- _AIM OF THE TASK_
Scan the listing for "other" and copy out each line that has it.

- _MATERIAL SHOWN_
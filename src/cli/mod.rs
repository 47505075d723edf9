pub mod args;
pub mod commands;
pub mod explore;

pub use args::{Cli, Commands, ExportFormat, OutputFormat, SelectionArgs};
pub use commands::{load_table, resolve_selection, run};
pub use explore::{run_session, ExploreSession, SessionCommand};
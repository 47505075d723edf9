use std::path::PathBuf;
use thiserror::Error;

pub type Result<T> = std::result::Result<T, ProcessingError>;

#[derive(Error, Debug)]
pub enum ProcessingError {
    #[error("File I/O error: {0}")]
    Io(#[from] std::io::Error),

    #[error("Workbook file not found: {}", path.display())]
    MissingFile { path: PathBuf },

    #[error("Spreadsheet error: {0}")]
    Excel(#[from] calamine::Error),

    #[error("CSV error: {0}")]
    Csv(#[from] csv::Error),

    #[error("Parquet write error: {0}")]
    Parquet(#[from] parquet::errors::ParquetError),

    #[error("Arrow error: {0}")]
    Arrow(#[from] arrow::error::ArrowError),

    #[error("JSON error: {0}")]
    Json(#[from] serde_json::Error),

    #[error("Configuration error: {0}")]
    Config(String),

    #[error("Configuration source error: {0}")]
    ConfigSource(#[from] config::ConfigError),

    #[error("Validation error: {0}")]
    Validation(#[from] validator::ValidationErrors),

    #[error(
        "Could not discover {} column(s); searched headers: [{}]",
        missing.join(", "),
        available.join(", ")
    )]
    SchemaDiscovery {
        missing: Vec<String>,
        available: Vec<String>,
    },

    #[error("Invalid selection: {0}")]
    InvalidSelection(String),

    #[error("Invalid data format: {0}")]
    InvalidFormat(String),

    #[error("Chart rendering error: {0}")]
    Render(String),
}

impl ProcessingError {
    /// Missing-input errors are reported to the user rather than treated as bugs.
    pub fn is_missing_file(&self) -> bool {
        matches!(self, ProcessingError::MissingFile { .. })
    }
}
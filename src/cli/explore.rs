use std::io::{BufRead, Write};
use tracing::debug;

use crate::cli::args::SelectionArgs;
use crate::cli::commands::resolve_selection;
use crate::config::Settings;
use crate::dashboard::{Dashboard, NationalSource};
use crate::error::{ProcessingError, Result};
use crate::models::{EmissionTable, RegionFilter, SectorFilter, Selection};
use crate::processors::Normalizer;
use crate::readers::{EmissionsReader, WorkbookCache};
use crate::writers::ChartWriter;

const HELP: &str = "\
Commands:
  scenario <name>     select a scenario
  region <name|all>   select a province or all provinces
  sector <name|all>   select a sector or all sectors
  year <yyyy>         select the snapshot year
  show                recompute and print every view
  options             list the available scenarios, regions, sectors and years
  render              write chart files into the output directory
  help                show this message
  quit                leave the session";

#[derive(Debug, Clone, PartialEq)]
pub enum SessionCommand {
    Scenario(String),
    Region(RegionFilter),
    Sector(SectorFilter),
    Year(i32),
    Show,
    Options,
    Render,
    Help,
    Quit,
    Empty,
}

impl SessionCommand {
    pub fn parse(line: &str) -> Result<Self> {
        let line = line.trim();
        let (word, rest) = match line.split_once(char::is_whitespace) {
            Some((word, rest)) => (word, rest.trim()),
            None => (line, ""),
        };

        let require_arg = |name: &str| -> Result<()> {
            if rest.is_empty() {
                Err(ProcessingError::InvalidSelection(format!(
                    "'{}' needs a value",
                    name
                )))
            } else {
                Ok(())
            }
        };

        match word.to_lowercase().as_str() {
            "" => Ok(SessionCommand::Empty),
            "scenario" => {
                require_arg("scenario")?;
                Ok(SessionCommand::Scenario(rest.to_string()))
            }
            "region" => {
                require_arg("region")?;
                Ok(SessionCommand::Region(RegionFilter::parse(rest)))
            }
            "sector" => {
                require_arg("sector")?;
                Ok(SessionCommand::Sector(SectorFilter::parse(rest)))
            }
            "year" => {
                require_arg("year")?;
                rest.parse::<i32>().map(SessionCommand::Year).map_err(|_| {
                    ProcessingError::InvalidSelection(format!("'{}' is not a year", rest))
                })
            }
            "show" => Ok(SessionCommand::Show),
            "options" => Ok(SessionCommand::Options),
            "render" => Ok(SessionCommand::Render),
            "help" | "?" => Ok(SessionCommand::Help),
            "quit" | "exit" => Ok(SessionCommand::Quit),
            other => Err(ProcessingError::InvalidSelection(format!(
                "unknown command '{}'; type 'help'",
                other
            ))),
        }
    }
}

/// Holds the selection between commands. Every redraw goes back through the
/// workbook cache, so edits to the workbooks are picked up without
/// re-parsing files that did not change.
pub struct ExploreSession {
    settings: Settings,
    cache: WorkbookCache,
    selection: Selection,
}

impl ExploreSession {
    pub fn start(settings: Settings, args: &SelectionArgs) -> Result<Self> {
        let mut cache = WorkbookCache::new();
        let table = load_cached(&settings, &mut cache)?;
        let selection = resolve_selection(args, &table, settings.default_year)?;
        Ok(Self {
            settings,
            cache,
            selection,
        })
    }

    pub fn selection(&self) -> &Selection {
        &self.selection
    }

    pub fn cache(&self) -> &WorkbookCache {
        &self.cache
    }

    pub fn dashboard(&mut self) -> Result<Dashboard> {
        let table = load_cached(&self.settings, &mut self.cache)?;
        let national = NationalSource::load_cached(
            self.settings.secondary_workbook.as_deref(),
            &mut self.cache,
        );
        Ok(Dashboard::build(&table, &self.selection, national))
    }

    /// Execute one command. Returns `false` when the session should end.
    pub fn handle<W: Write>(&mut self, command: SessionCommand, out: &mut W) -> Result<bool> {
        let candidate = match command {
            SessionCommand::Empty => return Ok(true),
            SessionCommand::Quit => return Ok(false),
            SessionCommand::Help => {
                writeln!(out, "{}", HELP)?;
                return Ok(true);
            }
            SessionCommand::Options => {
                let table = load_cached(&self.settings, &mut self.cache)?;
                write_options(&table, out)?;
                return Ok(true);
            }
            SessionCommand::Render => {
                let dashboard = self.dashboard()?;
                let writer = ChartWriter::new(self.settings.chart_format)
                    .with_size(self.settings.chart_width, self.settings.chart_height);
                let summary = writer.render_dashboard(&dashboard, &self.settings.output_dir)?;
                for path in &summary.written {
                    writeln!(out, "Wrote {}", path.display())?;
                }
                for (view, error) in &summary.failed {
                    writeln!(out, "⚠️  {} not rendered: {}", view, error)?;
                }
                return Ok(true);
            }
            SessionCommand::Show => self.selection.clone(),
            SessionCommand::Scenario(scenario) => self.selection.clone().with_scenario(scenario),
            SessionCommand::Region(region) => self.selection.clone().with_region(region),
            SessionCommand::Sector(sector) => self.selection.clone().with_sector(sector),
            SessionCommand::Year(year) => self.selection.clone().with_year(year),
        };

        let table = load_cached(&self.settings, &mut self.cache)?;
        candidate.validate_against(&table)?;
        self.selection = candidate;

        let national = NationalSource::load_cached(
            self.settings.secondary_workbook.as_deref(),
            &mut self.cache,
        );
        let dashboard = Dashboard::build(&table, &self.selection, national);
        writeln!(out, "{}", dashboard.text_report())?;
        Ok(true)
    }
}

fn load_cached(settings: &Settings, cache: &mut WorkbookCache) -> Result<EmissionTable> {
    let sheets = cache.sheets(&settings.primary_workbook)?;
    let reader = EmissionsReader::with_id_columns(&settings.year_column, &settings.sector_column);
    let (rows, _report) = reader.unpivot_sheets(&sheets);
    Ok(Normalizer::new().normalize(rows))
}

fn write_options<W: Write>(table: &EmissionTable, out: &mut W) -> Result<()> {
    writeln!(out, "Scenarios: {}", table.scenarios().join(", "))?;
    writeln!(out, "Regions:   all, {}", table.regions().join(", "))?;
    writeln!(out, "Sectors:   all, {}", table.sectors().join(", "))?;
    match table.year_range() {
        Some((lo, hi)) => writeln!(out, "Years:     {}-{}", lo, hi)?,
        None => writeln!(out, "Years:     none")?,
    }
    Ok(())
}

/// Read commands from `input` until `quit` or end of input. A failing
/// command prints its error and leaves the selection unchanged.
pub fn run_session<R: BufRead, W: Write>(
    session: &mut ExploreSession,
    input: R,
    out: &mut W,
) -> Result<()> {
    writeln!(out, "Selection: {}", session.selection())?;
    writeln!(out, "Type 'help' for commands.")?;
    write!(out, "ghg> ")?;
    out.flush()?;

    for line in input.lines() {
        let line = line?;
        let outcome = SessionCommand::parse(&line).and_then(|cmd| session.handle(cmd, out));
        match outcome {
            Ok(true) => {}
            Ok(false) => break,
            Err(ProcessingError::Io(e)) => return Err(ProcessingError::Io(e)),
            Err(e) => writeln!(out, "Error: {}", e)?,
        }
        write!(out, "ghg> ")?;
        out.flush()?;
    }

    debug!(
        hits = session.cache().hits(),
        misses = session.cache().misses(),
        "Explore session finished"
    );
    Ok(())
}
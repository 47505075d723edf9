pub mod constants;
pub mod filename;
pub mod progress;

pub use constants::*;
pub use filename::{generate_default_export_filename, slugify};
pub use progress::ProgressReporter;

- _EXERCISE ANSWER_
            other => Err(ProcessingError::InvalidSelection(format!(
                other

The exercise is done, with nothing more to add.